Joe Giddens/PA Wire/PA Images

Corbyn promises £70bn investment in Scotland if Labour wins election

The Labour leader also said he was confident the party could win seats “across Scotland” on 12 December

Jeremy Corbyn has promised an additional £70bn of investment to “transform the lives of people in Scotland” if Labour wins the general election.

Speaking at an election campaign event in Edinburgh on Thursday, the Labour leader said the funding would be for improving infrastructure and undoing austerity for Scottish people “that has been passed on to them in their communities”.  

He also said he was confident that Labour could win seats “across Scotland” in the general election on 12 December.

Corbyn was speaking to a gathering of party members in McEwan Hall in Edinburgh on the final stop of a general election campaign tour of Scotland.

Discussing Labour proposals to create a UK national investment bank and a series of “transformational funds” to accompany it, he said the investment bank would be “working in Scotland” alongside the Scottish Government’s national investment bank.

He said: “Our proposals are for a national investment bank, and transformation funds that accompany it: regional transformational funds in England and, of course, working in Scotland with an investment bank for Scotland.

“There will be £70 billion of investment coming in to Scotland under Labour. That investment will be for infrastructure: railways, busses, housing, hospitals, care and of course revenue needs as well.

“It will absolutely help to transform the lives of people in Scotland who have suffered so much from the austerity that has been passed on to them in their communities.”

Labour announced the £70bn “investment fund” in October, with £10bn supposed to be allocated towards the building of 120,000 new council and social houses, but it is unclear how exactly the money would be spent because transport, housing and health are all areas devolved to the Scottish Government.

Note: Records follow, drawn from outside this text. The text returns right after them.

use std::path::PathBuf;

use chrono::{Local, NaiveDate};
use serde::{Deserialize, Serialize};
use tracing::debug;

use crate::assembler::{OutputTarget, write_statement};
use crate::errors::{ConvertError, ConvertResult};
use crate::extractor::{ExtractOptions, RecordExtractor};
use crate::types::ConversionSummary;

fn default_output_dir() -> PathBuf {
    PathBuf::from("ofx")
}

/// Parâmetros de uma execução de conversão.
#[derive(Debug, Clone, PartialEq, Eq, Serialize, Deserialize)]
#[serde(default)]
pub struct ConvertOptions {
    pub source_path: PathBuf,
    pub output_file_name: Option<String>,
    pub output_dir: PathBuf,
    pub convert_decimal_separator: bool,
    pub convert_date_format: bool,
}

impl Default for ConvertOptions {
    fn default() -> Self {
        Self {
            source_path: PathBuf::new(),
            output_file_name: None,
            output_dir: default_output_dir(),
            convert_decimal_separator: false,
            convert_date_format: false,
        }
    }
}

#[derive(Default)]
pub struct ConverterBuilder {
    source_path: Option<PathBuf>,
    output_file_name: Option<String>,
    output_dir: Option<PathBuf>,
    convert_decimal_separator: bool,
    convert_date_format: bool,
    generated_on: Option<NaiveDate>,
}

impl ConverterBuilder {
    pub fn new() -> Self {
        Self::default()
    }

    pub fn from_options(options: ConvertOptions) -> Self {
        let source_path = Some(options.source_path).filter(|p| !p.as_os_str().is_empty());
        Self {
            source_path,
            output_file_name: options.output_file_name,
            output_dir: Some(options.output_dir),
            convert_decimal_separator: options.convert_decimal_separator,
            convert_date_format: options.convert_date_format,
            generated_on: None,
        }
    }

    pub fn source(mut self, path: impl Into<PathBuf>) -> Self {
        self.source_path = Some(path.into());
        self
    }

    pub fn output_file_name(mut self, name: &str) -> Self {
        self.output_file_name = Some(name.to_string());
        self
    }

    pub fn output_dir(mut self, dir: impl Into<PathBuf>) -> Self {
        self.output_dir = Some(dir.into());
        self
    }

    pub fn convert_decimal_separator(mut self, enabled: bool) -> Self {
        self.convert_decimal_separator = enabled;
        self
    }

    pub fn convert_date_format(mut self, enabled: bool) -> Self {
        self.convert_date_format = enabled;
        self
    }

    /// Data gravada no cabeçalho de sign-on. Padrão: data local de hoje.
    pub fn generated_on(mut self, date: NaiveDate) -> Self {
        self.generated_on = Some(date);
        self
    }

    /// Lê toda a origem antes de tocar no diretório de saída; uma extração
    /// com falha não cria nem sobrescreve nada.
    pub fn convert(self) -> ConvertResult<ConversionSummary> {
        let source_path = self.source_path.ok_or(ConvertError::MissingSourcePath)?;
        let output_dir = self.output_dir.unwrap_or_else(default_output_dir);
        let generated_on = self
            .generated_on
            .unwrap_or_else(|| Local::now().date_naive());

        let extractor = RecordExtractor::new(ExtractOptions {
            convert_decimal_separator: self.convert_decimal_separator,
            convert_date_format: self.convert_date_format,
        });
        let records = extractor.extract_file(&source_path)?;
        debug!(count = records.len(), "source extracted, assembling statement");

        let target = OutputTarget {
            source_path: &source_path,
            output_dir: &output_dir,
            file_name: self.output_file_name.as_deref(),
        };
        write_statement(&records, &target, generated_on)
    }
}

/// Executa a conversão descrita em `options`.
pub fn convert(options: ConvertOptions) -> ConvertResult<ConversionSummary> {
    ConverterBuilder::from_options(options).convert()
}
//! Lê o extrato CSV do banco em [`TransactionRecord`](crate::TransactionRecord)s normalizados.

mod dto;
mod fitid;
mod parser;
mod text;

pub mod types;

pub use fitid::FitIdRegistry;
pub use parser::{ExtractOptions, RecordExtractor};
pub use types::{Direction, PostedDate};
use serde::Deserialize;

/// Uma linha do extrato do banco, indexada pelos cabeçalhos em holandês.
///
/// Colunas não listadas aqui (`MutatieSoort`, ...) são ignoradas.
#[derive(Debug, Deserialize)]
pub(super) struct IngCsvRow {
    #[serde(rename = "Datum")]
    pub(super) date: String,
    #[serde(rename = "Naam / Omschrijving")]
    pub(super) description: String,
    #[serde(rename = "Rekening")]
    pub(super) account: String,
    #[serde(rename = "Tegenrekening")]
    pub(super) counter_account: String,
    #[serde(rename = "Code")]
    pub(super) code: String,
    #[serde(rename = "Af Bij")]
    pub(super) direction: String,
    #[serde(rename = "Bedrag (EUR)")]
    pub(super) amount: String,
    #[serde(rename = "Mededelingen")]
    pub(super) memo: String,
}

If Labour were elected as the UK government, it could include the money in the block grant given to Scotland, but it would be up to the Scottish Government to decide how it was used.

On reserved or shared competencies such a broadband, projects in Scotland would be funded directly from a Labour government in Westminster.

Much of the focus on the Labour leader’s three day visit to Scotland has been on the party’s position on allowing an independence referendum, with Corbyn giving conflicting statements on when a Labour government would allow a referendum to be held.

Corbyn said he would not allow one in the early years of a Labour government or the first two years after the election, but then said he wouldn’t allow one in the first five-year term, later reverting to saying it would not happen in the “early years” of a labour government.

The SNP has said that it would not help Labour into power unless it allows a fresh independence referendum, with First Minister Nicola Sturgeon hoping to hold one in 2020.

The topic was not addressed at the Edinburgh event, although Corbyn did say that “what the election is about will not be decided by journalists based in Edinburgh, London or anywhere else”.

But Richard Leonard, the Scottish Labour leader, used his speech to reject the SNP’s approach to the issue.

He said: “This is a general election – it is not a referendum on a referendum.”

Leonard went on to say that his message to any party leaders who are “issuing demands” is that there would be “no pacts, no deals and no coalitions”.